• **INSTRUCTIONS TO FOLLOW**
Please copy out the entries below exactly, beginning with the line that contains "engine has priced." and ending with the line that contains "back on completion.", and include nothing outside that span.

Stored data
• • • • •

//! Strongly-typed identifier value objects.

use serde::{Deserialize, Serialize};
use std::fmt;
use std::str::FromStr;
use uuid::Uuid;

use super::ValidationError;

macro_rules! uuid_id {
    ($(#[$meta:meta])* $name:ident) => {
        $(#[$meta])*
        #[derive(Debug, Clone, Copy, PartialEq, Eq, Hash, PartialOrd, Ord, Serialize, Deserialize)]
        #[serde(transparent)]
        pub struct $name(Uuid);

        impl $name {
            /// Creates a new random id.
            pub fn new() -> Self {
                Self(Uuid::new_v4())
            }

            /// Creates an id from an existing UUID.
            pub fn from_uuid(uuid: Uuid) -> Self {
                Self(uuid)
            }

            /// Returns the inner UUID.
            pub fn as_uuid(&self) -> &Uuid {
                &self.0
            }
        }

        impl Default for $name {
            fn default() -> Self {
                Self::new()
            }
        }

        impl fmt::Display for $name {
            fn fmt(&self, f: &mut fmt::Formatter<'_>) -> fmt::Result {
                write!(f, "{}", self.0)
            }
        }

        impl FromStr for $name {
            type Err = uuid::Error;

            fn from_str(s: &str) -> Result<Self, Self::Err> {
                Ok(Self(Uuid::parse_str(s)?))
            }
        }
    };
}

uuid_id!(
    /// Unique identifier for a booked or bookable session record.
    SessionId
);

uuid_id!(
    /// Unique identifier for a provider availability window.
    AvailabilityId
);

uuid_id!(
    /// Unique identifier for a service type a provider offers.
    ServiceTypeId
);

/// User identifier (typically from auth provider).
#[derive(Debug, Clone, PartialEq, Eq, Hash, PartialOrd, Ord, Serialize, Deserialize)]
#[serde(try_from = "String", into = "String")]
pub struct UserId(String);

impl UserId {
    /// Creates a new UserId, returning error if blank.
    pub fn new(id: impl Into<String>) -> Result<Self, ValidationError> {
        let id = id.into();
        if id.trim().is_empty() {
            return Err(ValidationError::empty_field("user_id"));
        }
        Ok(Self(id))
    }

    /// Returns the inner string slice.
    pub fn as_str(&self) -> &str {
        &self.0
    }
}

impl fmt::Display for UserId {
    fn fmt(&self, f: &mut fmt::Formatter<'_>) -> fmt::Result {
        write!(f, "{}", self.0)
    }
}

impl TryFrom<String> for UserId {
    type Error = ValidationError;

    fn try_from(value: String) -> Result<Self, Self::Error> {
        Self::new(value)
    }
}

impl From<UserId> for String {
    fn from(id: UserId) -> Self {
        id.0
    }
}

/// Identifier of the provider who owns a session.
///
/// Rejects the blank strings and the `"undefined"` / `"null"` placeholders
/// that leak out of untyped clients, so a session can never be booked
/// against a provider nobody can resolve.
#[derive(Debug, Clone, PartialEq, Eq, Hash, PartialOrd, Ord, Serialize, Deserialize)]
#[serde(try_from = "String", into = "String")]
pub struct ProviderId(String);

impl ProviderId {
    pub fn new(id: impl Into<String>) -> Result<Self, ValidationError> {
        let id = id.into();
        let trimmed = id.trim();
        if trimmed.is_empty() {
            return Err(ValidationError::empty_field("provider_id"));
        }
        if trimmed.eq_ignore_ascii_case("undefined") || trimmed.eq_ignore_ascii_case("null") {
            return Err(ValidationError::invalid_format(
                "provider_id",
                format!("'{}' is a placeholder, not an identifier", trimmed),
            ));
        }
        Ok(Self(trimmed.to_string()))
    }

    pub fn as_str(&self) -> &str {
        &self.0
    }

    /// True when this provider id names the given user.
    pub fn is_user(&self, user: &UserId) -> bool {
        self.0 == user.as_str()
    }
}

impl fmt::Display for ProviderId {
    fn fmt(&self, f: &mut fmt::Formatter<'_>) -> fmt::Result {
        write!(f, "{}", self.0)
    }
}

impl TryFrom<String> for ProviderId {
    type Error = ValidationError;

    fn try_from(value: String) -> Result<Self, Self::Error> {
        Self::new(value)
    }
}

impl From<ProviderId> for String {
    fn from(id: ProviderId) -> Self {
        id.0
    }
}
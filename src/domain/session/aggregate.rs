//! Session aggregate entity.
//!
//! A session is one bookable or booked appointment between a student and a
//! provider. All status changes go through the methods here, which validate
//! first and mutate second, so a rejected call leaves the session untouched.

use serde::{Deserialize, Serialize};
use std::fmt;
use std::str::FromStr;

use crate::domain::foundation::{
    Actor, AvailabilityId, Authorizable, ProviderId, ServiceTypeId, SessionId, StateMachine,
    Timestamp, UserId, ValidationError,
};

use super::{SessionError, SessionEvent, SessionStatus, SessionType};

/// Who failed to show up.
#[derive(Debug, Clone, Copy, PartialEq, Eq, Hash, Serialize, Deserialize)]
#[serde(rename_all = "lowercase")]
pub enum NoShowParty {
    Student,
    Provider,
    Both,
}

impl NoShowParty {
    pub fn as_str(&self) -> &'static str {
        match self {
            NoShowParty::Student => "student",
            NoShowParty::Provider => "provider",
            NoShowParty::Both => "both",
        }
    }
}

impl fmt::Display for NoShowParty {
    fn fmt(&self, f: &mut fmt::Formatter<'_>) -> fmt::Result {
        f.write_str(self.as_str())
    }
}

impl FromStr for NoShowParty {
    type Err = ValidationError;

    fn from_str(s: &str) -> Result<Self, Self::Err> {
        match s.trim().to_lowercase().as_str() {
            "student" => Ok(NoShowParty::Student),
            "provider" => Ok(NoShowParty::Provider),
            "both" => Ok(NoShowParty::Both),
            other => Err(ValidationError::invalid_format(
                "no_show_party",
                format!("unknown party '{}'", other),
            )),
        }
    }
}

/// Cancellation details, present only on cancelled (or later refunded) sessions.
#[derive(Debug, Clone, PartialEq, Eq)]
pub struct Cancellation {
    pub cancelled_at: Timestamp,
    pub cancelled_by: UserId,
    pub reason: String,
    pub note: Option<String>,
}

/// No-show details, present only on no-show (or later refunded) sessions.
#[derive(Debug, Clone, PartialEq, Eq)]
pub struct NoShowMark {
    pub marked_at: Timestamp,
    pub marked_by: UserId,
    pub party: NoShowParty,
}

/// Video meeting attached after confirmation.
#[derive(Debug, Clone, PartialEq, Eq, Serialize, Deserialize)]
pub struct MeetingLink {
    pub join_url: String,
    pub meeting_id: String,
}

/// Everything a provider supplies when publishing an open slot.
#[derive(Debug, Clone)]
pub struct NewSlot {
    pub provider_id: ProviderId,
    pub service_type_id: Option<ServiceTypeId>,
    pub availability_id: Option<AvailabilityId>,
    pub session_type: SessionType,
    pub subject: Option<String>,
    pub grade_level: Option<String>,
    pub start: Timestamp,
    pub end: Timestamp,
    pub price_cents: i64,
}

/// One paid slot from a completed checkout.
#[derive(Debug, Clone)]
pub struct CheckoutBooking {
    pub student_id: UserId,
    pub provider_id: ProviderId,
    pub session_type: SessionType,
    pub subject: Option<String>,
    pub start: Timestamp,
    pub end: Timestamp,
    pub price_cents: i64,
    pub amount_charged_cents: i64,
    pub payment_reference: String,
}
//! HTTP middleware for axum.
//!
//! - `auth` - Bearer token validation and the `RequireAuth` extractor

pub mod auth;

pub use auth::{auth_middleware, AuthRejection, AuthState, RequireAuth};
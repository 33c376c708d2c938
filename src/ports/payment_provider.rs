//! Payment provider port for external payment processing.
//!
//! The core never touches card data. It asks the payment collaborator to
//! open a checkout, to report whether a payment went through, and to issue
//! refunds the policy engine has priced.

use async_trait::async_trait;
use serde::{Deserialize, Serialize};
use std::collections::BTreeMap;

use crate::domain::foundation::DomainError;

/// Port for payment provider integrations.
///
/// Implementations must be safe to retry: checkout creation is keyed on
/// `session_reference`, refunds on `refund_reference`.
#[async_trait]
pub trait PaymentProvider: Send + Sync {
    /// Opens a hosted checkout page for a finalized booking.
    async fn create_checkout_session(
        &self,
        request: CheckoutRequest,
    ) -> Result<CheckoutSession, PaymentError>;

    async fn create_payment_intent(
        &self,
        amount_cents: i64,
        metadata: BTreeMap<String, String>,
    ) -> Result<PaymentIntent, PaymentError>;

    /// Whether the checkout session or payment intent `id` has been paid.
    async fn retrieve_payment_status(&self, id: &str) -> Result<PaymentStatus, PaymentError>;

    async fn create_refund(&self, request: RefundRequest) -> Result<Refund, PaymentError>;

    /// Verifies a webhook signature and parses the event.
    fn verify_webhook(&self, payload: &[u8], signature: &str) -> Result<PaymentWebhook, PaymentError>;
}

/// Request to open a checkout.
#[derive(Debug, Clone, Serialize, Deserialize)]
pub struct CheckoutRequest {
    /// Our reference for the booking; echoed back on completion.
    pub session_reference: String,

    pub amount_cents: i64,

    /// Line-item description shown on the checkout page.
    pub description: String,

    pub customer_email: Option<String>,

    pub success_url: String,

    pub cancel_url: String,

    /// Opaque key/value pairs returned with the completion webhook.
    pub metadata: BTreeMap<String, String>,
}

/// Checkout session for payment completion.
#[derive(Debug, Clone, PartialEq, Eq, Serialize, Deserialize)]
pub struct CheckoutSession {
    /// Provider's session ID.
    pub id: String,

    /// URL for customer to complete checkout.
    pub url: String,

    /// When the session expires (Unix timestamp).
    pub expires_at: i64,
}

#[derive(Debug, Clone, PartialEq, Eq, Serialize, Deserialize)]
pub struct PaymentIntent {
    pub id: String,
    pub client_secret: Option<String>,
}

#[derive(Debug, Clone, Copy, PartialEq, Eq, Serialize, Deserialize)]
#[serde(rename_all = "snake_case")]
pub enum PaymentStatus {
    Paid,
    Unpaid,
}

/// Money back against an earlier payment.
///
/// A bundle's sessions share one payment, so the payment reference alone
/// does not identify a refund.
#[derive(Debug, Clone, PartialEq, Eq, Serialize, Deserialize)]
pub struct RefundRequest {
    /// Checkout session or payment intent that took the money.
    pub payment_reference: String,

    pub amount_cents: i64,

    /// What is being refunded. At most one refund is issued per reference.
    pub refund_reference: String,
}

#[derive(Debug, Clone, PartialEq, Eq, Serialize, Deserialize)]
pub struct Refund {
    pub id: String,
    pub amount_cents: i64,
}

/// Webhook event from the payment provider.
#[derive(Debug, Clone, PartialEq, Eq, Serialize, Deserialize)]
pub struct PaymentWebhook {
    /// Event ID from provider.
    pub id: String,

    pub kind: PaymentWebhookKind,

    /// When the event occurred (Unix timestamp).
    pub created_at: i64,
}

#[derive(Debug, Clone, PartialEq, Eq, Serialize, Deserialize)]
#[serde(tag = "type", rename_all = "snake_case")]
pub enum PaymentWebhookKind {
    /// A checkout was paid.
    CheckoutCompleted {
        checkout_session_id: String,
        session_reference: Option<String>,
        amount_total_cents: Option<i64>,
        metadata: BTreeMap<String, String>,
    },
    /// Event types the core does not act on.
    Other { event_type: String },
}

/// Errors from payment provider operations.
#[derive(Debug, Clone, Serialize, Deserialize)]
pub struct PaymentError {
    /// Error code for categorization.
    pub code: PaymentErrorCode,

    /// Human-readable message.
    pub message: String,

    /// Provider's error code (if available).
    pub provider_code: Option<String>,

    /// Whether the operation can be retried.
    pub retryable: bool,
}

impl PaymentError {
    pub fn new(code: PaymentErrorCode, message: impl Into<String>) -> Self {
        Self {
            code,
            message: message.into(),
            provider_code: None,
            retryable: code.is_retryable(),
        }
    }

    pub fn with_provider_code(mut self, code: impl Into<String>) -> Self {
        self.provider_code = Some(code.into());
        self
    }

    pub fn network(message: impl Into<String>) -> Self {
        Self::new(PaymentErrorCode::NetworkError, message)
    }

    pub fn authentication(message: impl Into<String>) -> Self {
        Self::new(PaymentErrorCode::AuthenticationError, message)
    }

    pub fn card_declined(message: impl Into<String>) -> Self {
        Self::new(PaymentErrorCode::CardDeclined, message)
    }

    pub fn not_found(resource: &str) -> Self {
        Self::new(PaymentErrorCode::NotFound, format!("{} not found", resource))
    }

    pub fn invalid_webhook(message: impl Into<String>) -> Self {
        Self::new(PaymentErrorCode::InvalidWebhook, message)
    }

    pub fn provider(message: impl Into<String>) -> Self {
        Self::new(PaymentErrorCode::ProviderError, message)
    }
}

impl std::fmt::Display for PaymentError {
    fn fmt(&self, f: &mut std::fmt::Formatter<'_>) -> std::fmt::Result {
        write!(f, "{}: {}", self.code, self.message)
    }
}

impl std::error::Error for PaymentError {}

impl From<PaymentError> for DomainError {
    fn from(err: PaymentError) -> Self {
        use crate::domain::foundation::ErrorCode;

        let code = match err.code {
            PaymentErrorCode::CardDeclined | PaymentErrorCode::InsufficientFunds => {
                ErrorCode::PaymentRequired
            }
            PaymentErrorCode::NotFound => ErrorCode::NotFound,
            PaymentErrorCode::InvalidWebhook => ErrorCode::ValidationFailed,
            _ => ErrorCode::PaymentProviderError,
        };

        DomainError::new(code, err.message).with_detail("payment_error", err.code.to_string())
    }
}

/// Payment error codes.
#[derive(Debug, Clone, Copy, PartialEq, Eq, Serialize, Deserialize)]
#[serde(rename_all = "snake_case")]
pub enum PaymentErrorCode {
    NetworkError,
    AuthenticationError,
    CardDeclined,
    InsufficientFunds,
    NotFound,
    RateLimitExceeded,
    InvalidWebhook,
    ProviderError,
    Unknown,
}

impl PaymentErrorCode {
    /// Check if this error type is typically retryable.
    pub fn is_retryable(&self) -> bool {
        matches!(
            self,
            PaymentErrorCode::NetworkError | PaymentErrorCode::RateLimitExceeded
        )
    }
}

impl std::fmt::Display for PaymentErrorCode {
    fn fmt(&self, f: &mut std::fmt::Formatter<'_>) -> std::fmt::Result {
        let s = match self {
            PaymentErrorCode::NetworkError => "network_error",
            PaymentErrorCode::AuthenticationError => "authentication_error",
            PaymentErrorCode::CardDeclined => "card_declined",
            PaymentErrorCode::InsufficientFunds => "insufficient_funds",
            PaymentErrorCode::NotFound => "not_found",
            PaymentErrorCode::RateLimitExceeded => "rate_limit_exceeded",
            PaymentErrorCode::InvalidWebhook => "invalid_webhook",
            PaymentErrorCode::ProviderError => "provider_error",
            PaymentErrorCode::Unknown => "unknown",
        };
        write!(f, "{}", s)
    }
}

• • • • •

• **TASK ANSWER**
//! refunds the policy engine has priced.

use async_trait::async_trait;
use serde::{Deserialize, Serialize};
use std::collections::BTreeMap;

use crate::domain::foundation::DomainError;

/// Port for payment provider integrations.
///
/// Implementations must be safe to retry: checkout creation is keyed on
/// `session_reference`, refunds on `refund_reference`.
#[async_trait]
pub trait PaymentProvider: Send + Sync {
    /// Opens a hosted checkout page for a finalized booking.
    async fn create_checkout_session(
        &self,
        request: CheckoutRequest,
    ) -> Result<CheckoutSession, PaymentError>;

    async fn create_payment_intent(
        &self,
        amount_cents: i64,
        metadata: BTreeMap<String, String>,
    ) -> Result<PaymentIntent, PaymentError>;

    /// Whether the checkout session or payment intent `id` has been paid.
    async fn retrieve_payment_status(&self, id: &str) -> Result<PaymentStatus, PaymentError>;

    async fn create_refund(&self, request: RefundRequest) -> Result<Refund, PaymentError>;

    /// Verifies a webhook signature and parses the event.
    fn verify_webhook(&self, payload: &[u8], signature: &str) -> Result<PaymentWebhook, PaymentError>;
}

/// Request to open a checkout.
#[derive(Debug, Clone, Serialize, Deserialize)]
pub struct CheckoutRequest {
    /// Our reference for the booking; echoed back on completion.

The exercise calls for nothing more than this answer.